--- DATASET ENTRIES ---
>>>

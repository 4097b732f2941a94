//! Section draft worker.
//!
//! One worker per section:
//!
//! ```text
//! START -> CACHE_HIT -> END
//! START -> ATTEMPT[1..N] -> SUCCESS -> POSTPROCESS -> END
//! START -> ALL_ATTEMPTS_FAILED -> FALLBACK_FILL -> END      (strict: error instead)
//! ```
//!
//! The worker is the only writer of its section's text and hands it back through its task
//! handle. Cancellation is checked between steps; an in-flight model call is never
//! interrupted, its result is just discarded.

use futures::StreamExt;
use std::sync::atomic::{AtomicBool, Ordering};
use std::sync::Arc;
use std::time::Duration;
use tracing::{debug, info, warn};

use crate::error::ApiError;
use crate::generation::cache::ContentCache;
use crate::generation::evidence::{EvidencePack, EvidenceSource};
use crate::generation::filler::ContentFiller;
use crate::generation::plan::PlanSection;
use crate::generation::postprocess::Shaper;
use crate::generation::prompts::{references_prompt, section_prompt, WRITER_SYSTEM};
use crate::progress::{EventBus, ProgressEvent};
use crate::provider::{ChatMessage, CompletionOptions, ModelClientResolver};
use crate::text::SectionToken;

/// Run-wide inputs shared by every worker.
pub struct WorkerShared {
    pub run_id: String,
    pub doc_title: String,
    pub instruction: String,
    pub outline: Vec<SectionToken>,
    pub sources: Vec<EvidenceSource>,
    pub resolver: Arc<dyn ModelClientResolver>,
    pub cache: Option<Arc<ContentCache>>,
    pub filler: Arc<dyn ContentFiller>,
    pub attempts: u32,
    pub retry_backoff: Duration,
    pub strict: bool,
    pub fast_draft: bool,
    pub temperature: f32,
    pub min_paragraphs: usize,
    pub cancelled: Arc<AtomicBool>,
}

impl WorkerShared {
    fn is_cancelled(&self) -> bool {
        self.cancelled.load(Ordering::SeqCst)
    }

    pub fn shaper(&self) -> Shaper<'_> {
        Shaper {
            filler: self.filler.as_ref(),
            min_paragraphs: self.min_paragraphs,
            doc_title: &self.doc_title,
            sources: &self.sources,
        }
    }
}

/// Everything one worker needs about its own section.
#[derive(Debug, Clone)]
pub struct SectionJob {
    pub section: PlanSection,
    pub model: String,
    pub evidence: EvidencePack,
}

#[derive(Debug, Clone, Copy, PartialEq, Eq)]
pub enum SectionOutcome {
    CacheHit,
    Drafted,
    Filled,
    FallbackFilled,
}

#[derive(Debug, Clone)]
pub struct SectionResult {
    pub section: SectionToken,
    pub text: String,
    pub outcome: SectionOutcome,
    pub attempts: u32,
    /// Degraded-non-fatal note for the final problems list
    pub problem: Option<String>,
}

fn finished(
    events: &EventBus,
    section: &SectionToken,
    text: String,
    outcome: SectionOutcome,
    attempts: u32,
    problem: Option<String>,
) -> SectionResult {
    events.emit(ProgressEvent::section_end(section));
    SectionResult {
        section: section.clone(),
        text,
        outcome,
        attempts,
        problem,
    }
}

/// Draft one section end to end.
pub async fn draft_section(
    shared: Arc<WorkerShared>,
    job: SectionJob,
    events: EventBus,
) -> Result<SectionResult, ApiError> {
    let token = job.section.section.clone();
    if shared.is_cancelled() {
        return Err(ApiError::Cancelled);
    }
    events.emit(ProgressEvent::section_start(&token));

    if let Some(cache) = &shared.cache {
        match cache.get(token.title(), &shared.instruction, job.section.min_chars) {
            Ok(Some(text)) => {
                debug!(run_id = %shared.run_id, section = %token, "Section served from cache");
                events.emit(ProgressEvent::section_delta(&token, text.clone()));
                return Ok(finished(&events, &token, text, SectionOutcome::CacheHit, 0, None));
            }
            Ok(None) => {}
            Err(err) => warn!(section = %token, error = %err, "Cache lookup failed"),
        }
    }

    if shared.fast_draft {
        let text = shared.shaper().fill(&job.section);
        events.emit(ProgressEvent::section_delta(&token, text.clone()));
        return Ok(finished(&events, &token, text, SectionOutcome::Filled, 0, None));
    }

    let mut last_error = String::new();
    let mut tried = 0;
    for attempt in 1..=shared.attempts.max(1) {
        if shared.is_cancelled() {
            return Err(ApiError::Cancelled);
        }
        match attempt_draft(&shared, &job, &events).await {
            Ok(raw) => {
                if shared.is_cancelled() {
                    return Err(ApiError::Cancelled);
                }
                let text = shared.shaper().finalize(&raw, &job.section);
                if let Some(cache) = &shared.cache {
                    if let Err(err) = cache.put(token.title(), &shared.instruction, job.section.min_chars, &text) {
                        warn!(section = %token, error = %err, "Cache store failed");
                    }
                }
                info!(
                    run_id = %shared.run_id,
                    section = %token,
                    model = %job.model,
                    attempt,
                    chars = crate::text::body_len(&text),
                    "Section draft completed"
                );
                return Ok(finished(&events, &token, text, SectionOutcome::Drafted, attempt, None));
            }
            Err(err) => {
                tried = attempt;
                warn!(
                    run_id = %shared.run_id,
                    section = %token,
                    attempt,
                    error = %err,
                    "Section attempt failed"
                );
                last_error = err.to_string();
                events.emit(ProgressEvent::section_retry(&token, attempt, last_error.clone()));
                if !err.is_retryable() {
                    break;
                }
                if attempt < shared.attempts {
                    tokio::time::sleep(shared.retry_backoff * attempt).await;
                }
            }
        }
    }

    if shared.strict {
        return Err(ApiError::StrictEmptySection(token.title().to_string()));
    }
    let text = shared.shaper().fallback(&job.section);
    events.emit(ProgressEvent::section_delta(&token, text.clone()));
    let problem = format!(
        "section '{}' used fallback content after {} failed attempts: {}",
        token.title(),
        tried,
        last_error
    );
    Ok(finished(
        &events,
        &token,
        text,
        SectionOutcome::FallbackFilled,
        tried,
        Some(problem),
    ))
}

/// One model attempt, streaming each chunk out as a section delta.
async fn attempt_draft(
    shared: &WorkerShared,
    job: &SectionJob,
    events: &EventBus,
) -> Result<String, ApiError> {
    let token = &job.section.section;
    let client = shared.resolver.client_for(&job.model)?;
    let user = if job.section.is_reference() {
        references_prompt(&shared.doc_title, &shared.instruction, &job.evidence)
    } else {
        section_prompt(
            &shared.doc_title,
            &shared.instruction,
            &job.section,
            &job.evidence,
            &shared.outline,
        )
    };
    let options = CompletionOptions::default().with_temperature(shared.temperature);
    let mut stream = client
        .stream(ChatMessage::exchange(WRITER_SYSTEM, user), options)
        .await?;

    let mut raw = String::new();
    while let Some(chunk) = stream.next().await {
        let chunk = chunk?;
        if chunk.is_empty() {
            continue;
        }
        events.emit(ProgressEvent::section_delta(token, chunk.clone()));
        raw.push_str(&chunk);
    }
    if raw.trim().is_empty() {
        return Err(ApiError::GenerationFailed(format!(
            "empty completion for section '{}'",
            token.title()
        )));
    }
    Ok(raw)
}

<<<

--- WHAT IS EXPECTED ---
Each line in the data that holds the word "EvidencePack" must be copied.

--- TASK RESPONSE ---
use crate::generation::evidence::{EvidencePack, EvidenceSource};
    pub evidence: EvidencePack,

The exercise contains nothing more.